* [PROBLEM REQUIREMENTS]: Filter the entries down to the lines holding "info", then copy those lines.
═══ TASK DATA ═══
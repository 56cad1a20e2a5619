use config::{Config, ConfigError, Environment};
use serde::{Deserialize, Serialize};

/// Service configuration, loaded from `TRAILWATCH_`-prefixed environment
/// variables with defaults matching a local development stack.
#[derive(Debug, Deserialize, Serialize, Clone)]
pub struct ServiceConfig {
    /// Log level (trace, debug, info, warn, error)
    #[serde(default = "default_log_level")]
    pub log_level: String,

    // OpenTelemetry configuration
    /// Enable OTLP export for traces and logs
    #[serde(default = "default_otel_enabled")]
    pub otel_enabled: bool,

    /// OTLP endpoint (gRPC)
    #[serde(default = "default_otel_endpoint")]
    pub otel_endpoint: String,

    /// Service name reported in telemetry
    #[serde(default = "default_otel_service_name")]
    pub otel_service_name: String,

    // Queue configuration
    /// NATS server URL
    #[serde(default = "default_nats_url")]
    pub nats_url: String,

    /// JetStream stream carrying S3 event notifications
    #[serde(default = "default_nats_stream")]
    pub nats_stream: String,

    /// Subject filter for the shared consumer
    #[serde(default = "default_nats_subject")]
    pub nats_subject: String,

    /// Durable consumer name shared by all workers
    #[serde(default = "default_nats_consumer_name")]
    pub nats_consumer_name: String,

    /// How long a single receive poll waits before coming back empty, seconds
    #[serde(default = "default_nats_poll_wait_secs")]
    pub nats_poll_wait_secs: u64,

    /// Startup timeout for collaborator initialisation, seconds
    #[serde(default = "default_startup_timeout_secs")]
    pub startup_timeout_secs: u64,

    // Object store configuration
    #[serde(default = "default_s3_region")]
    pub s3_region: String,

    #[serde(default)]
    pub s3_access_key: String,

    #[serde(default)]
    pub s3_secret_key: String,

    #[serde(default)]
    pub s3_bucket: String,

    #[serde(default = "default_s3_endpoint")]
    pub s3_endpoint: String,

    /// Timeout for object fetches, seconds
    #[serde(default = "default_s3_timeout_secs")]
    pub s3_timeout_secs: u64,

    // ASR configuration
    #[serde(default = "default_asr_endpoint")]
    pub asr_endpoint: String,

    /// Timeout for transcription requests, seconds
    #[serde(default = "default_asr_timeout_secs")]
    pub asr_timeout_secs: u64,

    // Language model configuration
    /// Which parser backend to use: "ollama" or "openai"
    #[serde(default = "default_ml_backend")]
    pub ml_backend: String,

    #[serde(default = "default_ollama_url")]
    pub ollama_url: String,

    #[serde(default = "default_ollama_model")]
    pub ollama_model: String,

    #[serde(default = "default_openai_base_url")]
    pub openai_base_url: String,

    #[serde(default)]
    pub openai_api_key: String,

    #[serde(default = "default_openai_model")]
    pub openai_model: String,

    /// Timeout for model requests, seconds
    #[serde(default = "default_ml_timeout_secs")]
    pub ml_timeout_secs: u64,

    // Shared KV store configuration
    /// Redis-protocol URL for the Dragonfly instance
    #[serde(default = "default_kv_url")]
    pub kv_url: String,

    /// Timeout for kv commands, seconds
    #[serde(default = "default_kv_timeout_secs")]
    pub kv_timeout_secs: u64,

    /// How long an activated tactical channel stays admitted, seconds
    #[serde(default = "default_activation_duration_secs")]
    pub activation_duration_secs: u64,

    // Chat configuration
    #[serde(default)]
    pub slack_token: String,

    #[serde(default)]
    pub slack_channel_id: String,

    /// Timeout for chat posts, seconds
    #[serde(default = "default_slack_timeout_secs")]
    pub slack_timeout_secs: u64,

    /// The talkgroup incident assignments are announced on
    #[serde(default = "default_dispatch_talkgroup")]
    pub dispatch_talkgroup: String,

    #[serde(default = "default_worker_count")]
    pub worker_count: usize,

    /// Per-envelope processing deadline, seconds
    #[serde(default = "default_worker_timeout_secs")]
    pub worker_timeout_secs: u64,
}

fn default_log_level() -> String {
    "info".to_string()
}

fn default_otel_enabled() -> bool {
    false
}

fn default_otel_endpoint() -> String {
    "http://localhost:4317".to_string()
}

fn default_otel_service_name() -> String {
    "trailwatch".to_string()
}

fn default_nats_url() -> String {
    "nats://localhost:4222".to_string()
}

fn default_nats_stream() -> String {
    "s3_events".to_string()
}

fn default_nats_subject() -> String {
    "s3_events.*".to_string()
}

fn default_nats_consumer_name() -> String {
    "trailwatch-consumer".to_string()
}

fn default_nats_poll_wait_secs() -> u64 {
    5
}

fn default_startup_timeout_secs() -> u64 {
    30
}

fn default_s3_region() -> String {
    "us-east-1".to_string()
}

fn default_s3_endpoint() -> String {
    "http://localhost:9000".to_string()
}

fn default_s3_timeout_secs() -> u64 {
    10
}

fn default_asr_endpoint() -> String {
    "http://localhost:8080/asr".to_string()
}

fn default_asr_timeout_secs() -> u64 {
    10
}

fn default_ml_backend() -> String {
    "ollama".to_string()
}

fn default_ollama_url() -> String {
    "http://localhost:11434".to_string()
}

fn default_ollama_model() -> String {
    "llama3.1:8b".to_string()
}

fn default_openai_base_url() -> String {
    "https://api.openai.com/v1".to_string()
}

fn default_openai_model() -> String {
    "gpt-4o-mini".to_string()
}

fn default_ml_timeout_secs() -> u64 {
    15
}

fn default_kv_url() -> String {
    "redis://localhost:6379/0".to_string()
}

fn default_kv_timeout_secs() -> u64 {
    1
}

fn default_activation_duration_secs() -> u64 {
    1800
}

fn default_slack_timeout_secs() -> u64 {
    5
}

fn default_dispatch_talkgroup() -> String {
    "1399".to_string()
}

fn default_worker_count() -> usize {
    5
}

fn default_worker_timeout_secs() -> u64 {
    30
}

impl ServiceConfig {
    pub fn from_env() -> Result<Self, ConfigError> {
        Config::builder()
            .add_source(Environment::with_prefix("TRAILWATCH"))
            .build()?
            .try_deserialize()
    }
}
═══
* [EXERCISE ANSWER]:
    /// Log level (trace, debug, info, warn, error)
    "info".to_string()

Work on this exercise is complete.